Avik Roy so despises the Affordable Care Act that he wants it to swallow Medicare and Medicaid.

According to Roy's latest sketch of a conservative plan to offer universal health insurance, Medicare and Medicaid are the chief culprit in the United States' uniquely expensive healthcare system -- notwithstanding that they pay less per procedure than private insurers and patients, and that most experiments in alternatives to fee-for-service payment are located within them.

In Roy's free-market healthcare vision, Medicare and Medicaid patients would be transitioned onto deregulated health insurance exchanges, where insurers would be free to offer even skimpier insurance than the current exchange bronze plans, designed to cover just 60% of average patient costs. They might also be free to expand the ACA's age-rating, which limits the ratio of older patients' premiums to young patients' to 3-to-1, and be freed from offering the ACA's minimum essential benefits.

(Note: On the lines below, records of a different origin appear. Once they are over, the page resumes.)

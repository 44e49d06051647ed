// ==========================================
// D.O.A 退货处置系统 - 核心库
// ==========================================
// 流程: 入库 → 定级 → (送修 Mitracare | 直接清仓) → 清仓分配 WSK/DG
// 存储: 进程内存（无持久化）
// 系统定位: 运营看板后端 (人工确认每一步流转)
// ==========================================

// ==========================================
// 模块声明
// ==========================================

// 领域层 - 实体与类型
pub mod domain;

// 数据仓储层 - 数据访问
pub mod repository;

// 引擎层 - 流程规则
pub mod engine;

// 导入层 - 外部文件
pub mod importer;

// 配置层 - 系统配置
pub mod config;

// 日志系统
pub mod logging;

// API 层 - 业务接口
pub mod api;

// 应用层 - 装配
pub mod app;

// ==========================================
// 重导出核心类型
// ==========================================

// 领域类型
pub use domain::types::{
    AllocationTarget, DocumentKind, Grade, GradeRoute, ReturnStatus, StorageBucket,
};

// 领域实体
pub use domain::{
    ActionLog, ActionType, NewReturnRecord, ReturnDocument, ReturnRecord, ReturnRecordPatch,
};

// 引擎
pub use engine::{
    ClearanceAllocator, DoaAggregator, GradingEngine, ReturnEvent, ReturnEventPublisher,
    ServiceDispatch,
};

// API
pub use api::{ApiError, ApiResult, DashboardApi, DoaApi, ImportApi};

// ==========================================
// 常量定义
// ==========================================

// 系统版本
pub const VERSION: &str = env!("CARGO_PKG_VERSION");

// 系统名称
pub const APP_NAME: &str = "D.O.A 退货处置系统";

#[cfg(test)]
mod tests {
    use super::*;

    #[test]
    fn test_version() {
        assert!(!VERSION.is_empty());
    }
}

To flesh out this vision, Roy touts the virtues of his two favorite national systems: those of Singapore, which features mandatory individual health savings accounts (HSAs), and  Switzerland, in which everyone buys insurance on private exchanges (subsidized for about a third of the population). But as is his wont, Roy fails to mention the feature that enables each of these systems work: strong government influence over pricing.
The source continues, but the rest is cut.